If you're trying to market or improve a product, there's one secret weapon that often gets overlooked: the questions your customers are already asking.
By uncovering the most frequently asked questions (FAQs) about your product, you can eliminate confusion, address objections before they arise, and build trust through transparency. These questions often reveal what people really care about, and what might be holding them back from buying, using, or recommending your product.
Whether you're building a help center, crafting landing page copy, or training your chatbot’ this prompt will give you the insights you need to meet your audience where they are.
Here’s How to Use This Prompt Effectively
Be Specific: Clearly describe your product or service and your ideal customer persona. The more details you provide, the more targeted the questions will be.
Share Sources: If possible, include links to your product page, help center, customer reviews, or competitor FAQs for context.
Use the Output Across Channels: Add the resulting FAQs to your website, email sequences, chatbot scripts, sales decks, or even social media.
Keep Updating: Revisit this prompt regularly. As your product evolves or your audience grows, new questions will emerge.
Turn FAQs Into Content: Each FAQ can be turned into a blog post, video, or support article—boosting SEO and saving your team time.
💡 Prompts to try:
You are a customer experience strategist. Your task is to identify the top 10 most frequently asked questions (FAQs) about the following product: [Insert product name, product description, and key features] The product is designed for [insert target audience: e.g., busy parents, small business owners, SaaS founders].

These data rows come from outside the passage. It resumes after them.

//! Versioned Ignition schemas.
//!
//! Each submodule models one spec version closely enough to implement the
//! mutation contract. Fields the crate does not interpret are preserved in
//! flattened `other` maps so a parsed document serializes back without loss.

use std::collections::BTreeMap;

use serde::de::DeserializeOwned;
use serde::{Deserialize, Serialize};
use serde_json::Value;

use super::dataurl;
use super::error::{ConfError, ValidationReport};
use super::keys::{AuthorizedKey, key_lines};
use super::mutator::{DropinView, Variant};

pub mod v1;
pub mod v2_0;
pub mod v2_1;
pub mod v2_2;
pub mod v2_3;
pub mod v3_0;
pub mod v2x;

/// Name of the single administrative user every variant targets.
pub(crate) const CORE_USER: &str = "core";

/// Unknown fields carried through parse and serialize untouched.
pub type Extra = BTreeMap<String, Value>;

/// Version declared by a JSON document.
#[derive(Clone, Debug, Eq, PartialEq)]
pub(crate) enum DeclaredVersion {
    /// `ignitionVersion` integer used by the v1 schema.
    Legacy(u64),
    /// `ignition.version` semantic version used from 2.0 onwards.
    Semver(semver::Version),
}

/// Why a versioned parser rejected a document.
#[derive(Clone, Debug, Eq, PartialEq)]
pub(crate) enum ParseError {
    /// The text is not JSON.
    NotJson(String),
    /// The document does not declare a version this parser accepts.
    UnknownVersion,
    /// The declared version matched but the structure did not deserialize.
    Malformed(String),
    /// The document deserialized but failed validation.
    Invalid(ValidationReport),
}

impl ParseError {
    pub(crate) fn into_conf_error(self, variant: Variant) -> ConfError {
        match self {
            Self::NotJson(message) | Self::Malformed(message) => ConfError::Parse {
                format: "Ignition",
                message,
            },
            Self::UnknownVersion => ConfError::UnknownVersion,
            Self::Invalid(report) => ConfError::Invalid { variant, report },
        }
    }
}

/// Reads the version a JSON document declares, if any.
pub(crate) fn declared_version(value: &Value) -> Option<DeclaredVersion> {
    if let Some(legacy) = value.get("ignitionVersion").and_then(Value::as_u64) {
        return Some(DeclaredVersion::Legacy(legacy));
    }
    value
        .get("ignition")
        .and_then(|ignition| ignition.get("version"))
        .and_then(Value::as_str)
        .and_then(|version| semver::Version::parse(version).ok())
        .map(DeclaredVersion::Semver)
}

/// Returns `true` when a JSON document carries any Ignition version marker.
pub(crate) fn has_version_marker(value: &Value) -> bool {
    value.get("ignitionVersion").is_some()
        || value
            .get("ignition")
            .is_some_and(|ignition| ignition.get("version").is_some())
}

/// Parses `text` into `T` when `accepts` approves the declared version.
pub(crate) fn parse_versioned<T, F>(text: &str, accepts: F) -> Result<T, ParseError>
where
    T: DeserializeOwned,
    F: FnOnce(&DeclaredVersion) -> bool,
{
    let value: Value =
        serde_json::from_str(text).map_err(|err| ParseError::NotJson(err.to_string()))?;
    let declared = declared_version(&value).ok_or(ParseError::UnknownVersion)?;
    if !accepts(&declared) {
        return Err(ParseError::UnknownVersion);
    }
    serde_json::from_value(value).map_err(|err| ParseError::Malformed(err.to_string()))
}

/// Serializes an Ignition document as compact JSON.
pub(crate) fn to_json<T: Serialize>(config: &T, variant: Variant) -> Result<String, ConfError> {
    serde_json::to_string(config).map_err(|err| ConfError::Serialize {
        variant,
        message: err.to_string(),
    })
}

/// `ignition` section used from spec 2.0 onwards.
#[derive(Clone, Debug, Default, PartialEq, Serialize, Deserialize)]
pub struct Ignition {
    /// Declared spec version.
    pub version: String,
    /// Remaining fields such as `config` and `timeouts`.
    #[serde(flatten)]
    pub other: Extra,
}

impl Ignition {
    pub(crate) fn with_version(version: &str) -> Self {
        Self {
            version: version.to_owned(),
            other: Extra::new(),
        }
    }
}

/// `passwd` section shared by every Ignition version.
#[derive(Clone, Debug, Default, PartialEq, Serialize, Deserialize)]
pub struct Passwd {
    /// Declared users.
    #[serde(default, skip_serializing_if = "Vec::is_empty")]
    pub users: Vec<PasswdUser>,
    /// Remaining fields such as `groups`.
    #[serde(flatten)]
    pub other: Extra,
}

impl Passwd {
    pub(crate) fn is_empty(&self) -> bool {
        self.users.is_empty() && self.other.is_empty()
    }

    /// Appends keys to the `core` user, creating it when absent.
    pub(crate) fn copy_keys(&mut self, keys: &[AuthorizedKey]) {
        let lines = key_lines(keys);
        if let Some(user) = self.users.iter_mut().find(|user| user.name == CORE_USER) {
            user.ssh_authorized_keys.extend(lines);
            return;
        }
        self.users.push(PasswdUser {
            name: CORE_USER.to_owned(),
            ssh_authorized_keys: lines,
            other: Extra::new(),
        });
    }

    /// Keys of the first `core` user.
    pub(crate) fn core_keys(&self) -> Vec<String> {
        self.users
            .iter()
            .find(|user| user.name == CORE_USER)
            .map(|user| user.ssh_authorized_keys.clone())
            .unwrap_or_default()
    }
}

/// User entry shared by every Ignition version.
#[derive(Clone, Debug, Default, PartialEq, Serialize, Deserialize)]
pub struct PasswdUser {
    /// Login name.
    pub name: String,
    /// Authorized keys in OpenSSH format.
    #[serde(
        rename = "sshAuthorizedKeys",
        default,
        skip_serializing_if = "Vec::is_empty"
    )]
    pub ssh_authorized_keys: Vec<String>,
    /// Remaining user fields.
    #[serde(flatten)]
    pub other: Extra,
}

/// Systemd drop-in with literal contents, used by v1 and v2.x.
#[derive(Clone, Debug, Default, PartialEq, Serialize, Deserialize)]
pub struct Dropin {
    /// Drop-in file name.
    pub name: String,
    /// Drop-in contents.
    #[serde(default, skip_serializing_if = "String::is_empty")]
    pub contents: String,
}

impl From<&Dropin> for DropinView {
    fn from(dropin: &Dropin) -> Self {
        Self {
            name: dropin.name.clone(),
            contents: dropin.contents.clone(),
        }
    }
}

/// `contents` object of a v2.x file entry.
#[derive(Clone, Debug, Default, PartialEq, Serialize, Deserialize)]
pub struct FileContents {
    /// Source URL, usually a `data:` URL.
    #[serde(default)]
    pub source: String,
    /// Remaining fields such as `compression` and `verification`.
    #[serde(flatten)]
    pub other: Extra,
}

/// Decodes file contents for summaries; remote sources decode as empty.
pub(crate) fn decode_source(source: &str) -> Vec<u8> {
    dataurl::decode(source).unwrap_or_default()
}

const UNIT_SUFFIXES: &[&str] = &[
    ".service",
    ".socket",
    ".device",
    ".mount",
    ".automount",
    ".swap",
    ".target",
    ".path",
    ".timer",
    ".snapshot",
    ".slice",
    ".scope",
];

/// Shared validation rules applied by every Ignition schema.
pub(crate) struct Checks<'a> {
    report: &'a mut ValidationReport,
}

impl<'a> Checks<'a> {
    pub(crate) const fn new(report: &'a mut ValidationReport) -> Self {
        Self { report }
    }

    pub(crate) fn path(&mut self, path: &str) {
        if !path.starts_with('/') {
            self.report.push(format!("path {path:?} is not absolute"));
        }
    }

    pub(crate) fn mode(&mut self, path: &str, mode: Option<u32>) {
        if let Some(value) = mode
            && value > 0o7777
        {
            self.report
                .push(format!("mode {value:#o} for {path} is out of range"));
        }
    }

    pub(crate) fn source(&mut self, path: &str, source: &str) {
        if source.starts_with("data:")
            && let Err(err) = dataurl::decode(source)
        {
            self.report
                .push(format!("contents of {path} are not a valid data URL: {err}"));
        }
    }

    pub(crate) fn unit(&mut self, name: &str) {
        if !UNIT_SUFFIXES.iter().any(|suffix| name.ends_with(suffix)) {
            self.report
                .push(format!("unit {name:?} has an unknown unit type"));
        }
    }

    pub(crate) fn dropin(&mut self, unit: &str, name: &str) {
        if !name.ends_with(".conf") {
            self.report
                .push(format!("drop-in {name:?} for {unit} must end in .conf"));
        }
    }
}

Use available product information, industry context, and common user behavior to anticipate what customers are likely to ask. For each question, provide:
-A concise, clear answer written in customer-friendly language
-A short note explaining why this question is important or frequently asked
-Include a brief explanation or suggested answer for each FAQ.
-Recommend where each FAQ could be used (e.g., landing page, onboarding email, chatbot, help center).
-If applicable, suggest links or references to existing support pages or product documentation that could answer each question in more depth.
Make sure the final list reflects a mix of pre-purchase concerns, usage questions, and troubleshooting or support topics. Prioritize clarity, empathy, and relevance.